Interferência do MPF e decisão do STF
No fim de 2024, o MPF analisou se a investigação deveria continuar na esfera federal. O questionamento surgiu porque o repasse envolvia recursos da União destinados ao município. A procuradoria em Campina Grande sugeriu o arquivamento, e alegou que se tratava de uma questão municipal.
No entanto, a 5ª Câmara de Coordenação e Revisão do MPF, que supervisiona investigações em Brasília, decidiu manter a apuração. O colegiado também permitiu que a procuradora responsável pelo caso se afastasse, caso desejasse. A decisão seguiu jurisprudência recente do STF, que estabelece que a Justiça Federal deve fiscalizar transferências especiais.
Outros contratos sob investigação
Além da reforma da praça, outra obra em Santa Luzia está sob investigação. Em 2021, o município recebeu R$ 3,2 milhões em emendas de relator indicadas por Hugo Motta para financiar a construção do Parque de Eventos. A obra se prolongou por três anos além do previsto. Depois de problemas na execução, a conclusão ocorreu com uma empresa diferente da contratada inicialmente.
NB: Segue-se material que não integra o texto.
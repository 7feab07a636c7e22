//! Test utilities for hc-swap
//!
//! This crate provides shared testing utilities used across the hc-swap workspace:
//!
//! - [`temp_dir_in_workspace`]: scratch directories under `.tmp/`
//! - [`fixtures`]: release archives and catalog listings built in memory
//! - [`mock`]: catalog and artifact routes on a `mockito` server

pub mod fixtures;
pub mod mock;

pub use fixtures::{ZipFixture, listing_html, release_zip};

use tempfile::TempDir;

/// Creates a temporary directory within `.tmp/` at the crate root
///
/// Keeps test scratch space next to the sources (gitignored) instead of the
/// system temp dir, so a failed run can be inspected.
///
/// # Returns
///
/// A `TempDir` instance that automatically cleans up on drop.
///
/// # Panics
///
/// Panics if:
/// - Unable to determine current directory
/// - Unable to create `.tmp/` directory
/// - Unable to create temporary subdirectory
///
/// # Examples
///
/// ```rust
/// use hcswap_testkit::temp_dir_in_workspace;
///
/// let temp = temp_dir_in_workspace();
/// let file_path = temp.path().join("test.txt");
/// std::fs::write(&file_path, "test data").unwrap();
/// ```
pub fn temp_dir_in_workspace() -> TempDir {
    try_temp_dir_in_workspace().expect("Failed to create temporary directory in .tmp/")
}

/// Alternative with Result for non-test code
pub fn try_temp_dir_in_workspace() -> std::io::Result<TempDir> {
    let workspace_root = std::env::current_dir()?;
    let tmp_base = workspace_root.join(".tmp");
    std::fs::create_dir_all(&tmp_base)?;
    TempDir::new_in(&tmp_base)
}
//! Current command - show the version the active link points into

use crate::context::Context;
use anyhow::Result;
use hcswap::output::print_json;
use hcswap_core::Tool;
use hcswap_core::store::active_version;
use serde::Serialize;
use std::path::PathBuf;

#[derive(Debug, Serialize)]
struct CurrentReport {
    tool: Tool,
    link: PathBuf,
    version: Option<String>,
    /// False when the link points into a version that was removed
    installed: bool,
}

pub fn run(ctx: &Context, tool: Tool, json: bool) -> Result<()> {
    let store = ctx.layout.store_root(tool);
    let version = active_version(tool, &store, ctx.layout.bin_dir());
    let installed = version
        .as_deref()
        .is_some_and(|version| store.join(version).is_dir());

    let report = CurrentReport {
        tool,
        link: ctx.layout.link_path(tool),
        version,
        installed,
    };

    if json {
        print_json(&serde_json::to_string_pretty(&report)?)?;
        return Ok(());
    }

    match &report.version {
        Some(version) if report.installed => println!("{} {}", tool.canonical_name(), version),
        Some(version) => println!(
            "{} {} (removed from the store; {} is dangling)",
            tool.canonical_name(),
            version,
            report.link.display()
        ),
        None => println!("No active {} version", tool.canonical_name()),
    }

    Ok(())
}
use crate::install::ExtractError;
use hcswap_core::SwapError;
use std::io;
use thiserror::Error;
use url::Url;

/// Catalog and download errors
#[derive(Debug, Error)]
pub enum FetchError {
    /// The request could not be sent or the body could not be read
    #[error("NETWORK_FETCH_FAILED: request to {url} failed: {source}")]
    Request {
        url: Url,
        #[source]
        source: reqwest::Error,
    },

    /// The server answered with a non-success status
    #[error("NETWORK_FETCH_FAILED: {url} answered {status}")]
    Status {
        url: Url,
        status: reqwest::StatusCode,
    },

    #[error("CATALOG_URL_INVALID: {0}")]
    InvalidUrl(#[from] url::ParseError),

    #[error("PLATFORM_UNSUPPORTED: {0}")]
    UnsupportedPlatform(String),

    #[error("IO_ERROR: failed to {operation}: {source}")]
    Io {
        operation: String,
        #[source]
        source: io::Error,
    },

    #[error(transparent)]
    Extract(#[from] ExtractError),

    #[error(transparent)]
    Core(#[from] SwapError),
}
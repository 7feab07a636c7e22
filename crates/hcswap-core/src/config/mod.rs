pub mod consts;
pub mod model;

pub use model::*;
use reqwest::blocking::Client;
use std::time::Duration;

/// Default timeout for catalog requests (30 seconds)
pub const DEFAULT_TIMEOUT: Duration = Duration::from_secs(30);

/// User agent sent with every request
pub const USER_AGENT: &str = concat!("hc-swap/", env!("CARGO_PKG_VERSION"));

/// Builds HTTP client with appropriate settings for the release index
///
/// # Errors
///
/// Returns error if client construction fails
pub fn build_client(timeout: Duration) -> Result<Client, reqwest::Error> {
    Client::builder()
        .user_agent(USER_AGENT)
        .timeout(timeout)
        .build()
}

/// Builds HTTP client with default timeout
pub fn build_default_client() -> Result<Client, reqwest::Error> {
    build_client(DEFAULT_TIMEOUT)
}
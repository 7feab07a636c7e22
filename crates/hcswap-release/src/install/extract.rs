//! Zip extraction with path-traversal protection
//!
//! Every entry name is resolved lexically against the destination before
//! anything is written. An entry that would land outside the destination,
//! or on the destination itself, aborts extraction.

use std::fs;
use std::io;
use std::path::{Component, Path, PathBuf};
use thiserror::Error;

#[derive(Debug, Error)]
pub enum ExtractError {
    #[error("ARCHIVE_CORRUPT: {archive}: {reason}")]
    CorruptArchive { archive: PathBuf, reason: String },

    #[error("ARCHIVE_PATH_TRAVERSAL: entry '{entry}' resolves outside {dest}")]
    PathTraversal { entry: String, dest: PathBuf },

    #[error("IO_ERROR: failed to {operation}: {source}")]
    Io {
        operation: String,
        #[source]
        source: io::Error,
    },
}

/// Unpacks `archive_path` into `dest_dir`, creating it when missing
///
/// Entries are processed in archive order. Directory entries are created,
/// file entries are written with their stored unix mode when one is
/// recorded. Entries written before a failure stay on disk.
///
/// # Errors
///
/// - `CorruptArchive` if the file is not a readable zip
/// - `PathTraversal` if an entry escapes `dest_dir`
/// - `Io` on filesystem failures
pub fn extract(archive_path: &Path, dest_dir: &Path) -> Result<(), ExtractError> {
    let corrupt = |reason: String| ExtractError::CorruptArchive {
        archive: archive_path.to_path_buf(),
        reason,
    };

    let file = fs::File::open(archive_path).map_err(|e| ExtractError::Io {
        operation: format!("open archive {}", archive_path.display()),
        source: e,
    })?;

    let mut archive = zip::ZipArchive::new(file).map_err(|e| corrupt(e.to_string()))?;

    let dest: PathBuf = dest_dir.components().collect();
    fs::create_dir_all(&dest).map_err(|e| ExtractError::Io {
        operation: format!("create directory {}", dest.display()),
        source: e,
    })?;

    for i in 0..archive.len() {
        let mut entry = archive.by_index(i).map_err(|e| corrupt(e.to_string()))?;
        let name = entry.name().to_string();

        let outpath =
            resolve_entry_path(&dest, &name).ok_or_else(|| ExtractError::PathTraversal {
                entry: name.clone(),
                dest: dest.clone(),
            })?;

        if entry.is_dir() {
            fs::create_dir_all(&outpath).map_err(|e| ExtractError::Io {
                operation: format!("create directory {}", outpath.display()),
                source: e,
            })?;

            // Owner must keep write access so later entries can land inside
            if let Some(mode) = entry.unix_mode() {
                apply_mode(&outpath, mode | 0o700)?;
            }
            continue;
        }

        if let Some(parent) = outpath.parent() {
            fs::create_dir_all(parent).map_err(|e| ExtractError::Io {
                operation: format!("create parent directory {}", parent.display()),
                source: e,
            })?;
        }

        let mut outfile = fs::File::create(&outpath).map_err(|e| ExtractError::Io {
            operation: format!("create file {}", outpath.display()),
            source: e,
        })?;

        io::copy(&mut entry, &mut outfile).map_err(|e| {
            if e.kind() == io::ErrorKind::InvalidData {
                corrupt(format!("entry '{name}': {e}"))
            } else {
                ExtractError::Io {
                    operation: format!("extract file {}", outpath.display()),
                    source: e,
                }
            }
        })?;

        if let Some(mode) = entry.unix_mode() {
            apply_mode(&outpath, mode)?;
        }

        log::trace!("extracted {}", outpath.display());
    }

    Ok(())
}

/// Joins `name` onto `dest` without touching the filesystem
///
/// Returns `None` when the result is not strictly below `dest`.
fn resolve_entry_path(dest: &Path, name: &str) -> Option<PathBuf> {
    let floor = dest.components().count();
    let mut resolved = dest.to_path_buf();

    for component in Path::new(name).components() {
        match component {
            Component::Normal(part) => resolved.push(part),
            Component::CurDir => {}
            Component::ParentDir => {
                if resolved.components().count() <= floor {
                    return None;
                }
                resolved.pop();
            }
            Component::RootDir | Component::Prefix(_) => return None,
        }
    }

    (resolved != dest).then_some(resolved)
}

#[cfg(unix)]
fn apply_mode(path: &Path, mode: u32) -> Result<(), ExtractError> {
    use std::os::unix::fs::PermissionsExt;

    fs::set_permissions(path, fs::Permissions::from_mode(mode & 0o7777)).map_err(|e| {
        ExtractError::Io {
            operation: format!("set permissions on {}", path.display()),
            source: e,
        }
    })
}

#[cfg(not(unix))]
fn apply_mode(_path: &Path, _mode: u32) -> Result<(), ExtractError> {
    Ok(())
}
O vereador Ricardo Morais (MDB) denunciou indícios de superfaturamento e falhas na fiscalização do contrato. Ele apresentou imagens que mostram tijolos mais finos do que os pagos pela prefeitura. A gestão municipal ainda não se pronunciou sobre as denúncias.
Outra obra sob suspeita envolve a cidade de Patos, onde Nabor Wanderley (Republicanos), pai de Hugo Motta, ocupa o cargo de prefeito. O MPF apura irregularidades na recuperação de avenidas da cidade, financiada com R$ 4,7 milhões em emendas de relator, conhecidas como “orçamento secreto”. O convênio foi assinado no fim de 2020, e os repasses foram executados durante a gestão de Nabor Wanderley.
Em setembro de 2023, a Polícia Federal e o MPF deflagraram uma operação para investigar essa obra. Na época, Hugo Motta afirmou, por meio de sua assessoria, que não era alvo da investigação. O deputado defendeu o trabalho dos órgãos de fiscalização e declarou que eventuais irregularidades devem ser punidas conforme o devido processo legal.